Output only the lines of the entries that follow, starting at the one with "the whole surface." and running down to the one with "let mut by_actor", both included and unchanged.

====== Data extracts ======

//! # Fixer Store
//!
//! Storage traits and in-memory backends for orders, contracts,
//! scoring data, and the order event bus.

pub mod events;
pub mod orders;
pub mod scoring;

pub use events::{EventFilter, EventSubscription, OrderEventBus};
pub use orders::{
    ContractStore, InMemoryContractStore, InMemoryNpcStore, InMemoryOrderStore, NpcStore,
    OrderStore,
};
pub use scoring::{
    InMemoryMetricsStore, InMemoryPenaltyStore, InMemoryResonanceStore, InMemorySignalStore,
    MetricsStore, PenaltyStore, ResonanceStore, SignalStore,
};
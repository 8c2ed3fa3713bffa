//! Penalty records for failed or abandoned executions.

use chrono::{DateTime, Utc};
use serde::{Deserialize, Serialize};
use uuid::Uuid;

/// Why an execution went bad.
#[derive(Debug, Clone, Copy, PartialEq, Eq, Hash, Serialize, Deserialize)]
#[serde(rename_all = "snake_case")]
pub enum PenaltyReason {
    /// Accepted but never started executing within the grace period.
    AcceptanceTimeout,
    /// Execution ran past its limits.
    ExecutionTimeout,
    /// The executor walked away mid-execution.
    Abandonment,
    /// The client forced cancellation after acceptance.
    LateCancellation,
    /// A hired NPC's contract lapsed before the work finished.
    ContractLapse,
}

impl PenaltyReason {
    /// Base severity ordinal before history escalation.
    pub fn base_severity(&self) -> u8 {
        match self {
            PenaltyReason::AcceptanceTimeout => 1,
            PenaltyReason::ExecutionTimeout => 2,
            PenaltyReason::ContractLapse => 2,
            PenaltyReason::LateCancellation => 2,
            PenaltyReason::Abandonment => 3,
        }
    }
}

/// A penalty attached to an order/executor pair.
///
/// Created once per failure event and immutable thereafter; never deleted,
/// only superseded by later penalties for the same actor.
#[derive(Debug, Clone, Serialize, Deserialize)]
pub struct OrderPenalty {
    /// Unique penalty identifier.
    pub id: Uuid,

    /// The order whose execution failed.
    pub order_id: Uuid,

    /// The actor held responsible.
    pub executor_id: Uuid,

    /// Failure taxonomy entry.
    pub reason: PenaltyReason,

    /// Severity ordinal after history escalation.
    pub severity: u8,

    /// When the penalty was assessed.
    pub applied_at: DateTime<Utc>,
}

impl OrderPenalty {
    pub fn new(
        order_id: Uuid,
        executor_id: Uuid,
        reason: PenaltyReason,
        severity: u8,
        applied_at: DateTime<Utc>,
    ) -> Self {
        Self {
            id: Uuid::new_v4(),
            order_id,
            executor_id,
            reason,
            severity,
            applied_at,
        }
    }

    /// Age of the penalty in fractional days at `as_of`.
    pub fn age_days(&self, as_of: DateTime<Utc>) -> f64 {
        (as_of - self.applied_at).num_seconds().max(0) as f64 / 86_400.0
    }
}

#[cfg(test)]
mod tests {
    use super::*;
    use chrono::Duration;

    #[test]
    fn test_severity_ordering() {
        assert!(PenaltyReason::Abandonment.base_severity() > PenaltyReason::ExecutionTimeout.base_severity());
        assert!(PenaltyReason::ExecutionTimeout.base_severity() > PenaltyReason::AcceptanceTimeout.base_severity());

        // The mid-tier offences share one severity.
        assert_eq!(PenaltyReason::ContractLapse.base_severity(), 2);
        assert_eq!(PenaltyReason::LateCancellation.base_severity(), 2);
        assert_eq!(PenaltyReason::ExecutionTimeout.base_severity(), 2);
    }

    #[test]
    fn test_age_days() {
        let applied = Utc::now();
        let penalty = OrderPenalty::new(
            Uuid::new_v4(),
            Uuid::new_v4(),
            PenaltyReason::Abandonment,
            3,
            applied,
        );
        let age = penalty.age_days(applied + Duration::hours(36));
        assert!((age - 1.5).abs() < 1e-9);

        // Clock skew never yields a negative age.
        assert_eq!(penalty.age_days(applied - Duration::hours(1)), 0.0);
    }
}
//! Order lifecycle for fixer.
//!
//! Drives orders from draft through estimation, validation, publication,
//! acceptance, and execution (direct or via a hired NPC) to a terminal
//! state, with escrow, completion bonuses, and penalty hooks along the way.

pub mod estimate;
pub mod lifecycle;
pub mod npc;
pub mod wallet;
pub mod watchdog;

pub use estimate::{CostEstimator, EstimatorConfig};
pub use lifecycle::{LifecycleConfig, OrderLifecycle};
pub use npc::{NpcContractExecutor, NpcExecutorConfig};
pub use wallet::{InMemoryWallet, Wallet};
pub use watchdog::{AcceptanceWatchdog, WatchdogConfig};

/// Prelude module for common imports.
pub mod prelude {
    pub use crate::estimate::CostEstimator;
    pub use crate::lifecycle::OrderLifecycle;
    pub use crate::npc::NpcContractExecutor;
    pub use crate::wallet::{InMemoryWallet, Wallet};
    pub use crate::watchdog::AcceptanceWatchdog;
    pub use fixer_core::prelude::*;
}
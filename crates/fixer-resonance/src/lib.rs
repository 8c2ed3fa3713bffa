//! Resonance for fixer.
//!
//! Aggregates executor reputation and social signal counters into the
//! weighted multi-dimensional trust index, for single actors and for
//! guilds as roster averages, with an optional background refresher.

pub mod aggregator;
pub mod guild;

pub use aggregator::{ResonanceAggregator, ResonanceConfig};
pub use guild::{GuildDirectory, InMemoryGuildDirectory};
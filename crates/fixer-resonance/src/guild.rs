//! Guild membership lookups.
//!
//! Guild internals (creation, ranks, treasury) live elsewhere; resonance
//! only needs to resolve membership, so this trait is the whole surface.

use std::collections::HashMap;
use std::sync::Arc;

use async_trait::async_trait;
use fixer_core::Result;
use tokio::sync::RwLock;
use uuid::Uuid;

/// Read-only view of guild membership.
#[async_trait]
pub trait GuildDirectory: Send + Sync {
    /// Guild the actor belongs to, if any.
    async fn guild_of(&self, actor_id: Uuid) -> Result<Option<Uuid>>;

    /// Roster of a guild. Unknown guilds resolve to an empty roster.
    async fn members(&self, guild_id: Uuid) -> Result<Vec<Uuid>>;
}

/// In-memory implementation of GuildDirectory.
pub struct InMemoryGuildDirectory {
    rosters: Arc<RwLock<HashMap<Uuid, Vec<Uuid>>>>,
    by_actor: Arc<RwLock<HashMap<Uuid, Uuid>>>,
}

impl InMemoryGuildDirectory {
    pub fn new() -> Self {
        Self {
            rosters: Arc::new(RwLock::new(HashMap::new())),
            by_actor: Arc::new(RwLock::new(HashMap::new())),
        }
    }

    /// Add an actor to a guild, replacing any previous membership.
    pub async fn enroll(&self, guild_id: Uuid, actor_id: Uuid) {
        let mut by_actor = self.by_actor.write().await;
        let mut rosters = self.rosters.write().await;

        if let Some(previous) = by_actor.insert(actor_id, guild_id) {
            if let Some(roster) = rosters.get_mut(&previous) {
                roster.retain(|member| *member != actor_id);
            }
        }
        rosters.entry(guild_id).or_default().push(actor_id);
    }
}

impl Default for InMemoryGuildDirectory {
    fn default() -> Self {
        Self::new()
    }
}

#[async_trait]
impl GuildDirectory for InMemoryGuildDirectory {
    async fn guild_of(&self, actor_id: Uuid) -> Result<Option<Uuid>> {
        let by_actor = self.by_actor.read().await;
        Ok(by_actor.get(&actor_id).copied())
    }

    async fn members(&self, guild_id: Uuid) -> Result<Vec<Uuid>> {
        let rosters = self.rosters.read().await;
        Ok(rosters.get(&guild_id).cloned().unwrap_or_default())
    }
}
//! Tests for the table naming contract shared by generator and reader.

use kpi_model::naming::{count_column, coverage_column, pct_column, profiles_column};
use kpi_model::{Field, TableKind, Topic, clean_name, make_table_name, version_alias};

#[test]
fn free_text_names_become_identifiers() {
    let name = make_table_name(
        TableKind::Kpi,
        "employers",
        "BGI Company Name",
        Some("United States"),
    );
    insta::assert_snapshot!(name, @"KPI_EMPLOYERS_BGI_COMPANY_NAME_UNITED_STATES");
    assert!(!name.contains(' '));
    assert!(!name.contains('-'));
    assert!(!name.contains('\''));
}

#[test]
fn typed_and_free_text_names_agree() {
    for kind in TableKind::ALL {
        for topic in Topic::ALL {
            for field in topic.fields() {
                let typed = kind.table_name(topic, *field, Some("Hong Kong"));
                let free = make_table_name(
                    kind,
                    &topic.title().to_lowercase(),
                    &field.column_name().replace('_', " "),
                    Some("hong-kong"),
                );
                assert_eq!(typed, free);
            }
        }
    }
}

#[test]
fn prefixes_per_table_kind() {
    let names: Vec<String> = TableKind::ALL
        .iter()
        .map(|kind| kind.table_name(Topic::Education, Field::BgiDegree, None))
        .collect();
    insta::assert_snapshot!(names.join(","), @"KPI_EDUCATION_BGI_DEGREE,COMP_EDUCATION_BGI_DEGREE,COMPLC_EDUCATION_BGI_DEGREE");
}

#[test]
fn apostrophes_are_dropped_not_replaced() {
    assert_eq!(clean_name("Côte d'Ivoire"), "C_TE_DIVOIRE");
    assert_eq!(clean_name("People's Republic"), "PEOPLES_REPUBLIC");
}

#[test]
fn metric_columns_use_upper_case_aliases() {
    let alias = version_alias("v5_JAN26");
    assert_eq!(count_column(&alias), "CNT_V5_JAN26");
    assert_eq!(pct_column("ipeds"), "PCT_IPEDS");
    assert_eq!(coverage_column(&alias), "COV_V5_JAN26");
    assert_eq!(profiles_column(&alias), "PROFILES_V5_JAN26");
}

======

◆ Solution to this exercise ◆
//! only needs to resolve membership, so this trait is the whole surface.

use std::collections::HashMap;
use std::sync::Arc;

use async_trait::async_trait;
use fixer_core::Result;
use tokio::sync::RwLock;
use uuid::Uuid;

/// Read-only view of guild membership.
#[async_trait]
pub trait GuildDirectory: Send + Sync {
    /// Guild the actor belongs to, if any.
    async fn guild_of(&self, actor_id: Uuid) -> Result<Option<Uuid>>;

    /// Roster of a guild. Unknown guilds resolve to an empty roster.
    async fn members(&self, guild_id: Uuid) -> Result<Vec<Uuid>>;
}

/// In-memory implementation of GuildDirectory.
pub struct InMemoryGuildDirectory {
    rosters: Arc<RwLock<HashMap<Uuid, Vec<Uuid>>>>,
    by_actor: Arc<RwLock<HashMap<Uuid, Uuid>>>,
}

impl InMemoryGuildDirectory {
    pub fn new() -> Self {
        Self {
            rosters: Arc::new(RwLock::new(HashMap::new())),
            by_actor: Arc::new(RwLock::new(HashMap::new())),
        }
    }

    /// Add an actor to a guild, replacing any previous membership.
    pub async fn enroll(&self, guild_id: Uuid, actor_id: Uuid) {
        let mut by_actor = self.by_actor.write().await;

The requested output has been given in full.